Nope. This is a tailored crisis - tailored for a starship with a jump drive. You need the ship to deal with the radioactive rain of rocks, and furthermore you need the ship to be packing a dark matter asteroid.
It's a step-by-step plan with, if not split-second, then at least minute timing. If not for the careful guidance of the Red Things, a starship with the means to deflect the radioactive ringfall would not have arrived at Terralysium at the exact minute required to complete this step of the quest.
We're yet to see whether all the Red Things are directly related to carefully orchestrated quest steps. But the spore drive is front and center there: unless Connolly got the distances wrong (a distinct possibility, considering the dialogue in "New Eden"), the second Red Thing apparently wasn't even one of the original seven, but an all-new signal, in any case appearing in such a way as to force the use of the spore drive. Everybody is seeing these signals, including Klingons and Terralysian primitives, but only the Discovery out of all the assets in the universe is in a position to act on them. And rather clearly because she is being put in that position.

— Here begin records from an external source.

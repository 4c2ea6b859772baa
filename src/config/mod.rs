//! Application configuration and constants.
//!
//! This module provides:
//! - Configuration constants (timeouts, User-Agent, redirect cap)
//! - HTTP header name and session-info key constants
//! - Configuration types shared by the CLI and the library

mod constants;
mod headers;
mod types;

// Re-export all constants
pub use constants::*;
pub use headers::*;
pub use types::{Config, LogFormat, LogLevel};
//! Akamai debug Pragma directive catalog and directive sets.
//!
//! Akamai edge servers reveal diagnostic response headers only when asked:
//! the request carries a `Pragma` header whose value is a comma-joined list
//! of vendor debug directives. This module defines the known catalog and a
//! small ordered-set type for composing the request value.

use crate::error_handling::DirectiveSetError;

/// The full catalog of debug directives, in request order.
///
/// Each entry solicits a family of diagnostic response headers (cache
/// status, cache keys, request IDs, trace data). The final entry carries an
/// inline value and is joined into the `Pragma` header verbatim like the
/// rest.
pub const DIRECTIVE_CATALOG: &[&str] = &[
    "akamai-x-cache-on",
    "akamai-x-cache-remote-on",
    "akamai-x-check-cacheable",
    "akamai-x-get-cache-key",
    "akamai-x-get-extracted-values",
    "akamai-x-get-nonces",
    "akamai-x-get-request-id",
    "akamai-x-get-request-trace",
    "akamai-x-get-ssl-client-session-id",
    "akamai-x-get-true-cache-key",
    "akamai-x-serial-no",
    "akamai-x-feo-trace",
    "akamai-x-get-client-ip",
    "x-akamai-logging-mode: verbose",
];

/// An ordered set of debug directive names.
///
/// Preserves insertion order (the order directives are joined into the
/// `Pragma` value) and rejects duplicates at construction. An empty set
/// means "send no debug directives": the `Pragma` header is omitted
/// entirely and the response will carry few or no diagnostic headers.
#[derive(Debug, Clone, Default)]
pub struct DirectiveSet {
    names: Vec<String>,
}

impl DirectiveSet {
    /// Returns the full default catalog as a directive set.
    pub fn catalog() -> Self {
        Self {
            names: DIRECTIVE_CATALOG.iter().map(|d| d.to_string()).collect(),
        }
    }

    /// Returns an empty directive set (no `Pragma` header will be sent).
    pub fn empty() -> Self {
        Self::default()
    }

    /// Builds a directive set from explicit names, preserving their order.
    ///
    /// Names are taken verbatim; they are not checked against the catalog
    /// because Akamai accepts directives this tool does not know about.
    ///
    /// # Errors
    ///
    /// Returns [`DirectiveSetError::DuplicateDirective`] if the same name
    /// appears more than once.
    pub fn from_names<I, S>(names: I) -> Result<Self, DirectiveSetError>
    where
        I: IntoIterator<Item = S>,
        S: Into<String>,
    {
        let mut set = Self::default();
        for name in names {
            let name = name.into();
            if set.names.contains(&name) {
                return Err(DirectiveSetError::DuplicateDirective(name));
            }
            set.names.push(name);
        }
        Ok(set)
    }

    /// Returns the directive names in request order.
    pub fn names(&self) -> &[String] {
        &self.names
    }

    /// Returns true when no directives are set.
    pub fn is_empty(&self) -> bool {
        self.names.is_empty()
    }

    /// Returns the number of directives in the set.
    pub fn len(&self) -> usize {
        self.names.len()
    }

    /// Joins the directives into a single `Pragma` header value.
    ///
    /// The result is exactly the names joined with `,`, in order. Callers
    /// must not send a `Pragma` header at all for an empty set.
    pub fn as_pragma_value(&self) -> String {
        self.names.join(",")
    }
}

Plenty of suspects for who is doing the putting. Spore Aliens who want to regulate Starfleet use of the technology - we've seen one who claims to be such. Do-gooders who subcontract Starfleet to Quantum Leap and Put Right What Is About To Go Wrong when they Gods Themselves are too busy - we've seen the angelic connection and, in a seemingly unrelated thread, the Preserver obelisk (now upside down and glowing red, so Preserver Satanists?). Spock - he's explicitly in on it somehow, he's a sensitive individual who might be doing mushrooms, and we know mere mortal individuals plugged into the mycelial net can work miracles. And then Starfleet/Section 31 - they are up and about, they may soon be revealed to be manipulating Spock, and they would be the only Alpha Quadrant regulars other than our main heroes and L'Rell who actually know the spore drive exists.
Any of these players could have enough clout to put a stop to Starfleet use of the tech. None can touch the existence of the tech, though - the stakes there are the highest ones imaginable, as all the universes vitally depend on the tech continuing! But this is also reassuring, as if the continuing could even in theory be in jeopardy, the repercussions would have been felt already. Not even an Evil Stamets can put much of a dent in this, as we so readily observe.